_Data_.

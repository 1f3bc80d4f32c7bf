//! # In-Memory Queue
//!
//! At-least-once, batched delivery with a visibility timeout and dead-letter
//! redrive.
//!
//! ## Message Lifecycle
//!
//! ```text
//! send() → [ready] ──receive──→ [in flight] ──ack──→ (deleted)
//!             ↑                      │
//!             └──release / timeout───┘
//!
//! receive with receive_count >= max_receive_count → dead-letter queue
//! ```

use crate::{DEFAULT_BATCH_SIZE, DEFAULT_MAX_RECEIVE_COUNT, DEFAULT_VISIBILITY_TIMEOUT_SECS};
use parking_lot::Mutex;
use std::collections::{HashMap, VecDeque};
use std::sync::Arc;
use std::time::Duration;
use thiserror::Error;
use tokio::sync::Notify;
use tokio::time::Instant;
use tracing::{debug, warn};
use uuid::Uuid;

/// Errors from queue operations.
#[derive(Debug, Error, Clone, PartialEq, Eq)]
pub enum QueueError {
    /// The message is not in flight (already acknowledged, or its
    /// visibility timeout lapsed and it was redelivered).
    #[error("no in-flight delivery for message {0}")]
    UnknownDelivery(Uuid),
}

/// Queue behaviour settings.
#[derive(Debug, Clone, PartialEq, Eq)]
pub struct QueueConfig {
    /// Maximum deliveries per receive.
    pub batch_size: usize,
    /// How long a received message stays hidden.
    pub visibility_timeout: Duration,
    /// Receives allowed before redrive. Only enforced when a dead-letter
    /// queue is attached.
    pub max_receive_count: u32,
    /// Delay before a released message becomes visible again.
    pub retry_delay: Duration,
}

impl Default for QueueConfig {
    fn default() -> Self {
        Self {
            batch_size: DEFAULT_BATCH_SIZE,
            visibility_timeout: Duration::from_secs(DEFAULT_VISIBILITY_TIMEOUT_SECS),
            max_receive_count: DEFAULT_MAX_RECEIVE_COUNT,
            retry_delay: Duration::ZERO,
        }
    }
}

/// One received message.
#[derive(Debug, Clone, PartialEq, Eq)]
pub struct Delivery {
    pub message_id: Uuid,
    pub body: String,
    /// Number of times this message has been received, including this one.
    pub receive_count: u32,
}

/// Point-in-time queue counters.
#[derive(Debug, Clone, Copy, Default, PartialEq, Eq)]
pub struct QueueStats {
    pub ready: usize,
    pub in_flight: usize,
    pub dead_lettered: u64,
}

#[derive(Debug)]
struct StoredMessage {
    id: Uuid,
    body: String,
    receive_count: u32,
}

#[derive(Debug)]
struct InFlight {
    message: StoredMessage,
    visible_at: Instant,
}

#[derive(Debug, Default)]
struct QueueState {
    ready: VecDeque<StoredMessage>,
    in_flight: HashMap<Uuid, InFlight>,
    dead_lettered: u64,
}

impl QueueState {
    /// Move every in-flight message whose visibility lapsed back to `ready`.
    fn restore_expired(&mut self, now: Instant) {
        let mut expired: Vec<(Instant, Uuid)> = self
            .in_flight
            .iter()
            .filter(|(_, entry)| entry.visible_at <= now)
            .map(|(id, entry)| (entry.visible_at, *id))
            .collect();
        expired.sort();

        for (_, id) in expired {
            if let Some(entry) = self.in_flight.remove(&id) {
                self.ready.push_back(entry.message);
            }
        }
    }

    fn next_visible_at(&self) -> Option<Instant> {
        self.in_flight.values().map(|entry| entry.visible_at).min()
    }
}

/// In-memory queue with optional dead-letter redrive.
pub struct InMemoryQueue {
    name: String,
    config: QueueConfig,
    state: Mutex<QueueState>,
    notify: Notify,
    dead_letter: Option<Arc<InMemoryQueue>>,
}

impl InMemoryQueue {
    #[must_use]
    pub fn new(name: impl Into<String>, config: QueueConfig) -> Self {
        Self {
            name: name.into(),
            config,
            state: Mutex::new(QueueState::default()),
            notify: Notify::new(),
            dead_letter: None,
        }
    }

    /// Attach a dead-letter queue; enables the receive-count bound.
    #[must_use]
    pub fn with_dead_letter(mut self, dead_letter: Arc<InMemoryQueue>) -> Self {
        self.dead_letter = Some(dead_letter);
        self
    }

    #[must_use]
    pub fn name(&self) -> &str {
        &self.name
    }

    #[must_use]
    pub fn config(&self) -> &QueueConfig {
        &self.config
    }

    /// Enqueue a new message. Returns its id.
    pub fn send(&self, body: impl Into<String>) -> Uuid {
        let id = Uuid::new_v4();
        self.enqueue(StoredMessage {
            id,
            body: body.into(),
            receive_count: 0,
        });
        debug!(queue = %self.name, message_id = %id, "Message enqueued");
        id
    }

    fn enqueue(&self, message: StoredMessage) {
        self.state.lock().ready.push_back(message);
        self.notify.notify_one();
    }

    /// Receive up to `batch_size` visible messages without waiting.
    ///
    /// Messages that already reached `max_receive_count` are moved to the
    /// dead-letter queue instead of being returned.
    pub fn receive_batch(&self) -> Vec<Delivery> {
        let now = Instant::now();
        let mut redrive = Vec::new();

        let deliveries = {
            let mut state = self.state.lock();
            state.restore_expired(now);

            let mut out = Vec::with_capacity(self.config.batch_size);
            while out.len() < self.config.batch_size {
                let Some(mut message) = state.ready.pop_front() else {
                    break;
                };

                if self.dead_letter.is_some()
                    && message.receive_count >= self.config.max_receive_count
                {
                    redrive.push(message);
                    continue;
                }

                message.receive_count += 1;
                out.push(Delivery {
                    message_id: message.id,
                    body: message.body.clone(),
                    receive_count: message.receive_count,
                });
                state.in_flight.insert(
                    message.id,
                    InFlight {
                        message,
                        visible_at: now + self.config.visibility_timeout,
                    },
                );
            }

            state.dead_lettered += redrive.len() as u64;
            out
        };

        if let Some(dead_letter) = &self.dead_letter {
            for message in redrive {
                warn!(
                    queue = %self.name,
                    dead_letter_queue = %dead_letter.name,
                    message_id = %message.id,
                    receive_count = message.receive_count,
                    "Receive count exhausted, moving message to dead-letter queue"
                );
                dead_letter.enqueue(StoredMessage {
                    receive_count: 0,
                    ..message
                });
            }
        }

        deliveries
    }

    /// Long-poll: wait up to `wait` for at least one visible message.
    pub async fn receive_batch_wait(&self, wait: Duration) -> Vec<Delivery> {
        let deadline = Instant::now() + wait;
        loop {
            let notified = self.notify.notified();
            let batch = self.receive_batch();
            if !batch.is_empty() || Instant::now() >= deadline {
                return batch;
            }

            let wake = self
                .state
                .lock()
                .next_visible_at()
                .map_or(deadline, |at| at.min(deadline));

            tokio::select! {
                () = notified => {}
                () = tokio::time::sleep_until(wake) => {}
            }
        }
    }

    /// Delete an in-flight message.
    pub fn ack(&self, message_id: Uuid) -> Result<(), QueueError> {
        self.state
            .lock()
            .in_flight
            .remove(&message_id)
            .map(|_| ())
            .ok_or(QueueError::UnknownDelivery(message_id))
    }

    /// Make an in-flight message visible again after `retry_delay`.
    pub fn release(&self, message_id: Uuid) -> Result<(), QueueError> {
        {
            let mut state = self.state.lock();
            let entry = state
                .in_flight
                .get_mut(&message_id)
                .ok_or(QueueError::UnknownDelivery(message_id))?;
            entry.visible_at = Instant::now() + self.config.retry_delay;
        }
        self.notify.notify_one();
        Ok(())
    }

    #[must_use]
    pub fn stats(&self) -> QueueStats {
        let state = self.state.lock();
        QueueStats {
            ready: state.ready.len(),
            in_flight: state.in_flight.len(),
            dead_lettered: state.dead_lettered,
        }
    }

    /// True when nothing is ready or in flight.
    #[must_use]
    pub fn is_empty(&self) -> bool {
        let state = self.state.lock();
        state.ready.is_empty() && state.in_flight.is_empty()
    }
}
* * *
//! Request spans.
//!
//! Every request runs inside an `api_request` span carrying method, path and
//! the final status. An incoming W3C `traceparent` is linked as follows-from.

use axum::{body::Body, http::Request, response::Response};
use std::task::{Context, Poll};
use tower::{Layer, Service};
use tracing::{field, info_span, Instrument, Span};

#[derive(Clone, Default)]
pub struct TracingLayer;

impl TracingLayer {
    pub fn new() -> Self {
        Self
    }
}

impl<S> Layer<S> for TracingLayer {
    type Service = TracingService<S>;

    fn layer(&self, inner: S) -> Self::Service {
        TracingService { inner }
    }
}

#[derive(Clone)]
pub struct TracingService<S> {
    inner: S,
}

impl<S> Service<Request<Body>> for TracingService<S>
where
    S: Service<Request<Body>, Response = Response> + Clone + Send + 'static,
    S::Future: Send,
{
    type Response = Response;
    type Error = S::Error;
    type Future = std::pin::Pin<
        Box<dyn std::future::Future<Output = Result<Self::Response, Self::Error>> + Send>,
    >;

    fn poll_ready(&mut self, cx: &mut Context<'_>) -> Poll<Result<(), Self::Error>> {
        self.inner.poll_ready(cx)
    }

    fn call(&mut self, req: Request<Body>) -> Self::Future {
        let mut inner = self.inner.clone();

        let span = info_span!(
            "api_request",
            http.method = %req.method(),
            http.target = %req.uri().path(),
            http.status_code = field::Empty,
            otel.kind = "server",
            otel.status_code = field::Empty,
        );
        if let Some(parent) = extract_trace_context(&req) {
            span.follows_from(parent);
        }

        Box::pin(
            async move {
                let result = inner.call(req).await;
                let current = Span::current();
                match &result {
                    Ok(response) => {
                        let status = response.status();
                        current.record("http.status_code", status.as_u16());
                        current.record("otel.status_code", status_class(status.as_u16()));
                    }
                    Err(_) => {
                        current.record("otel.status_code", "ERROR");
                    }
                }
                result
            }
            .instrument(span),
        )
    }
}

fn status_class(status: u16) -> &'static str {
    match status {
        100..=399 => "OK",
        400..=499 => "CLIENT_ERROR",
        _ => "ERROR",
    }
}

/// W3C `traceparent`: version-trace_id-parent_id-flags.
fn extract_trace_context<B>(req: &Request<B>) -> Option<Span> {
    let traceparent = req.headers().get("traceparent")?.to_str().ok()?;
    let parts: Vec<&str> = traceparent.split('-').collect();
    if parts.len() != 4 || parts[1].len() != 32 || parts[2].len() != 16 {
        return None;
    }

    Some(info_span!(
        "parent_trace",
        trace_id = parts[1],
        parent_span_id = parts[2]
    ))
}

_Exercise objective_. Print again the lines of the entries above that fall between the line holding "repository 1f3bc80d4f32c7bf" and the line holding "use uuid::Uuid;", inclusive, exactly as they stand.

_Output for this exercise_.
repository 1f3bc80d4f32c7bf
//! # In-Memory Queue
//!
//! At-least-once, batched delivery with a visibility timeout and dead-letter
//! redrive.
//!
//! ## Message Lifecycle
//!
//! ```text
//! send() → [ready] ──receive──→ [in flight] ──ack──→ (deleted)
//!             ↑                      │
//!             └──release / timeout───┘
//!
//! receive with receive_count >= max_receive_count → dead-letter queue
//! ```

use crate::{DEFAULT_BATCH_SIZE, DEFAULT_MAX_RECEIVE_COUNT, DEFAULT_VISIBILITY_TIMEOUT_SECS};
use parking_lot::Mutex;
use std::collections::{HashMap, VecDeque};
use std::sync::Arc;
use std::time::Duration;
use thiserror::Error;
use tokio::sync::Notify;
use tokio::time::Instant;
use tracing::{debug, warn};
use uuid::Uuid;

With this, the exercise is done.